HIDUPKATOLIK.COM – Pangeran Albert II dari Monako mengonfirmasi bahwa ia tidak akan melegalkan aborsi di negaranya. Ia menyebutkan pengaruh Gereja dalam keputusannya.
Aborsi akan tetap ilegal di Monako, kata Pangeran Albert II, yang baru-baru ini menolak menandatangani rancangan undang-undang yang akan melegalkan prosedur tersebut hingga minggu ke-12 kehamilan.
“Saya mengerti betapa sensitifnya topik ini, emosi yang dapat ditimbulkannya,” kata Pangeran Albert II pada 19 November. Ia menolak menandatangani rancangan undang-undang tersebut, sebagian karena “tempat yang ditempati agama Katolik di negara kita.”
Monako adalah negara-kota berdaulat dan monarki konstitusional, dan terletak di Riviera Prancis. Populasinya yang berjumlah sekitar 38.000 jiwa, sekitar 90% beragama Katolik, dan Katolik adalah agama resmi negara.

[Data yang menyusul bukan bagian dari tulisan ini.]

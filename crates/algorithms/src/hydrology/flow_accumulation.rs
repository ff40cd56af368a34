//! Flow accumulation
//!
//! Counts, for every cell, how many cells drain through it. The count
//! excludes the cell itself, so headwater cells are 0.

use super::d8_neighbor;
use ndarray::Array2;
use floodplain_core::raster::Raster;
use floodplain_core::{Algorithm, Error, Result};

/// Flow accumulation algorithm
#[derive(Debug, Clone, Default)]
pub struct FlowAccumulation;

impl Algorithm for FlowAccumulation {
    type Input = Raster<u8>;
    type Output = Raster<f64>;
    type Params = ();
    type Error = Error;

    fn name(&self) -> &'static str {
        "Flow Accumulation"
    }

    fn description(&self) -> &'static str {
        "Calculate upstream cell counts from D8 flow direction"
    }

    fn execute(&self, input: Self::Input, _params: Self::Params) -> Result<Self::Output> {
        flow_accumulation(&input)
    }
}

/// Downstream cell of `(row, col)` for a D8 code, if it stays on the grid
#[inline]
fn receiver(code: u8, row: usize, col: usize, rows: usize, cols: usize) -> Option<(usize, usize)> {
    match code {
        1..=8 => d8_neighbor(row, col, (code - 1) as usize, rows, cols),
        _ => None,
    }
}

/// Accumulate upstream cell counts over a D8 direction raster.
///
/// Cells are visited in topological order (Kahn): a cell passes its total
/// downstream only after every donor has been counted. Cycles cannot occur
/// in a D8 field derived from elevations, but if a hand-made one contains
/// them the cells on the cycle are simply never released.
pub fn flow_accumulation(flow_dir: &Raster<u8>) -> Result<Raster<f64>> {
    let (rows, cols) = flow_dir.shape();
    let dirs = flow_dir.data();

    let mut donors = Array2::<u8>::zeros((rows, cols));
    for ((row, col), &code) in dirs.indexed_iter() {
        if let Some(down) = receiver(code, row, col, rows, cols) {
            donors[down] += 1;
        }
    }

    let mut ready: Vec<(usize, usize)> = donors
        .indexed_iter()
        .filter(|&(_, &n)| n == 0)
        .map(|(idx, _)| idx)
        .collect();
    let mut accumulation = Array2::<f64>::zeros((rows, cols));

    while let Some((row, col)) = ready.pop() {
        let Some(down) = receiver(dirs[(row, col)], row, col, rows, cols) else {
            continue;
        };

        accumulation[down] += accumulation[(row, col)] + 1.0;
        donors[down] -= 1;
        if donors[down] == 0 {
            ready.push(down);
        }
    }

    let mut output = flow_dir.with_same_meta::<f64>(rows, cols);
    *output.data_mut() = accumulation;
    Ok(output)
}

#[cfg(test)]
mod tests {
    use super::*;
    use crate::hydrology::flow_direction::flow_direction;
    use floodplain_core::GeoTransform;

    #[test]
    fn test_linear_strip() {
        let mut dem = Raster::new(1, 5);
        dem.set_transform(GeoTransform::new(0.0, 1.0, 1.0, -1.0));
        for col in 0..5 {
            dem.set(0, col, (5 - col) as f64).unwrap();
        }

        let acc = flow_accumulation(&flow_direction(&dem).unwrap()).unwrap();
        let values: Vec<f64> = (0..5).map(|c| acc.get(0, c).unwrap()).collect();
        assert_eq!(values, vec![0.0, 1.0, 2.0, 3.0, 4.0]);
    }

    #[test]
    fn test_convergent_center() {
        let mut dem = Raster::filled(3, 3, 5.0);
        dem.set_transform(GeoTransform::new(0.0, 3.0, 1.0, -1.0));
        dem.set(1, 1, 1.0).unwrap();

        let acc = flow_accumulation(&flow_direction(&dem).unwrap()).unwrap();
        assert_eq!(acc.get(1, 1).unwrap(), 8.0);
        assert_eq!(acc.get(0, 0).unwrap(), 0.0);
    }

    #[test]
    fn test_total_is_conserved() {
        // A 4x4 plane draining south: each bottom cell collects its column
        let mut dem = Raster::new(4, 4);
        dem.set_transform(GeoTransform::new(0.0, 4.0, 1.0, -1.0));
        for row in 0..4 {
            for col in 0..4 {
                dem.set(row, col, (4 - row) as f64 * 10.0).unwrap();
            }
        }

        let acc = flow_accumulation(&flow_direction(&dem).unwrap()).unwrap();
        for col in 0..4 {
            assert_eq!(acc.get(0, col).unwrap(), 0.0);
            assert_eq!(acc.get(3, col).unwrap(), 3.0);
        }
    }

    #[test]
    fn test_hand_made_direction_grid() {
        // 1 -> 1 -> 7 ; the last column drains south into a pit
        let mut fdir: Raster<u8> = Raster::new(2, 3);
        fdir.set(0, 0, 1).unwrap();
        fdir.set(0, 1, 1).unwrap();
        fdir.set(0, 2, 7).unwrap();

        let acc = FlowAccumulation.execute(fdir, ()).unwrap();
        assert_eq!(acc.get(0, 2).unwrap(), 2.0);
        assert_eq!(acc.get(1, 2).unwrap(), 3.0);
        assert_eq!(acc.get(1, 0).unwrap(), 0.0);
    }
}
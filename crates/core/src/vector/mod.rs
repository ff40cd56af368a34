//! Attributed vector features

use geo_types::Geometry;
use serde::{Deserialize, Serialize};
use std::collections::BTreeMap;
use std::fmt;

/// Attribute value types
#[derive(Debug, Clone, PartialEq, Serialize, Deserialize)]
pub enum AttributeValue {
    Null,
    Bool(bool),
    Int(i64),
    Float(f64),
    String(String),
}

impl AttributeValue {
    /// Numeric view of the value, if it has one
    pub fn as_f64(&self) -> Option<f64> {
        match self {
            AttributeValue::Int(v) => Some(*v as f64),
            AttributeValue::Float(v) => Some(*v),
            _ => None,
        }
    }

    /// Integer view of the value, if it is an integer
    pub fn as_i64(&self) -> Option<i64> {
        match self {
            AttributeValue::Int(v) => Some(*v),
            _ => None,
        }
    }
}

impl fmt::Display for AttributeValue {
    fn fmt(&self, f: &mut fmt::Formatter<'_>) -> fmt::Result {
        match self {
            AttributeValue::Null => write!(f, "null"),
            AttributeValue::Bool(v) => write!(f, "{}", v),
            AttributeValue::Int(v) => write!(f, "{}", v),
            AttributeValue::Float(v) => write!(f, "{}", v),
            AttributeValue::String(v) => write!(f, "{}", v),
        }
    }
}

/// A geographic feature with geometry and attributes.
///
/// Properties are kept in a `BTreeMap` so that serialized output is stable
/// across runs.
#[derive(Debug, Clone)]
pub struct Feature {
    /// Feature geometry
    pub geometry: Option<Geometry<f64>>,
    /// Feature attributes
    pub properties: BTreeMap<String, AttributeValue>,
    /// Optional feature ID
    pub id: Option<String>,
}

impl Feature {
    /// Create a new feature with geometry
    pub fn new(geometry: Geometry<f64>) -> Self {
        Self {
            geometry: Some(geometry),
            properties: BTreeMap::new(),
            id: None,
        }
    }

    /// Builder-style id setter
    pub fn with_id(mut self, id: impl Into<String>) -> Self {
        self.id = Some(id.into());
        self
    }

    /// Set an attribute
    pub fn set_property(&mut self, key: impl Into<String>, value: AttributeValue) {
        self.properties.insert(key.into(), value);
    }

    /// Get an attribute
    pub fn get_property(&self, key: &str) -> Option<&AttributeValue> {
        self.properties.get(key)
    }
}

/// Collection of features
#[derive(Debug, Clone, Default)]
pub struct FeatureCollection {
    pub features: Vec<Feature>,
}

impl FeatureCollection {
    pub fn new() -> Self {
        Self { features: Vec::new() }
    }

    pub fn push(&mut self, feature: Feature) {
        self.features.push(feature);
    }

    pub fn len(&self) -> usize {
        self.features.len()
    }

    pub fn is_empty(&self) -> bool {
        self.features.is_empty()
    }

    pub fn iter(&self) -> impl Iterator<Item = &Feature> {
        self.features.iter()
    }
}

impl FromIterator<Feature> for FeatureCollection {
    fn from_iter<I: IntoIterator<Item = Feature>>(iter: I) -> Self {
        Self {
            features: iter.into_iter().collect(),
        }
    }
}

impl IntoIterator for FeatureCollection {
    type Item = Feature;
    type IntoIter = std::vec::IntoIter<Feature>;

    fn into_iter(self) -> Self::IntoIter {
        self.features.into_iter()
    }
}

#[cfg(test)]
mod tests {
    use super::*;
    use geo_types::{line_string, Geometry};

    #[test]
    fn test_feature_properties() {
        let mut f = Feature::new(Geometry::LineString(line_string![(x: 0.0, y: 0.0), (x: 1.0, y: 1.0)]))
            .with_id("reach-7");
        f.set_property("DrainageAreaSqKm", AttributeValue::Int(42));
        assert_eq!(f.id.as_deref(), Some("reach-7"));
        assert_eq!(f.get_property("DrainageAreaSqKm").and_then(|v| v.as_i64()), Some(42));
        assert_eq!(f.get_property("missing"), None);
    }

    #[test]
    fn test_attribute_numeric_views() {
        assert_eq!(AttributeValue::Int(3).as_f64(), Some(3.0));
        assert_eq!(AttributeValue::Float(2.5).as_f64(), Some(2.5));
        assert_eq!(AttributeValue::String("x".into()).as_f64(), None);
        assert_eq!(AttributeValue::Float(2.5).as_i64(), None);
    }
}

Pada bulan Mei, dewan nasional negara tersebut memberikan suara mayoritas untuk melegalkan aborsi selama trimester pertama kehamilan, menurunkan batas usia remaja untuk melakukan aborsi tanpa persetujuan orang tua, dan memperluas batasan aborsi dalam kasus kekerasan seksual.
Namun, nasib RUU tersebut berada di tangan Pangeran Albert II.
Aborsi di Monako
Aborsi di Monako legal dalam keadaan yang sangat terbatas, yaitu untuk melindungi nyawa ibu, kasus “cacat janin parah”, dan dalam kasus kehamilan akibat kekerasan seksual. Hingga tahun 2009, aborsi sepenuhnya ilegal.
Pada tahun 2019, pemerintah bergerak untuk mendekriminalisasi tindakan tersebut. Sebelumnya, perempuan di Monako yang melakukan aborsi dapat menghadapi hukuman penjara hingga tiga tahun. Penyedia layanan aborsi menghadapi hukuman penjara hingga lima tahun.
Keterbatasan legalitas aborsi, ditambah dengan undang-undang dekriminalisasi, kata Pangeran Albert II, “menghormati jati diri kita.”
Para klerus Monako secara vokal menentang upaya untuk melegalkan aborsi lebih lanjut.
Legalisasi aborsi “berarti Kerajaan Monako tidak lagi mengakui dirinya dalam nilai-nilai sosial Katolik,” kata Uskup Agung Dominique Marie David dari Monako pada bulan Maret ketika RUU tersebut pertama kali dipertimbangkan.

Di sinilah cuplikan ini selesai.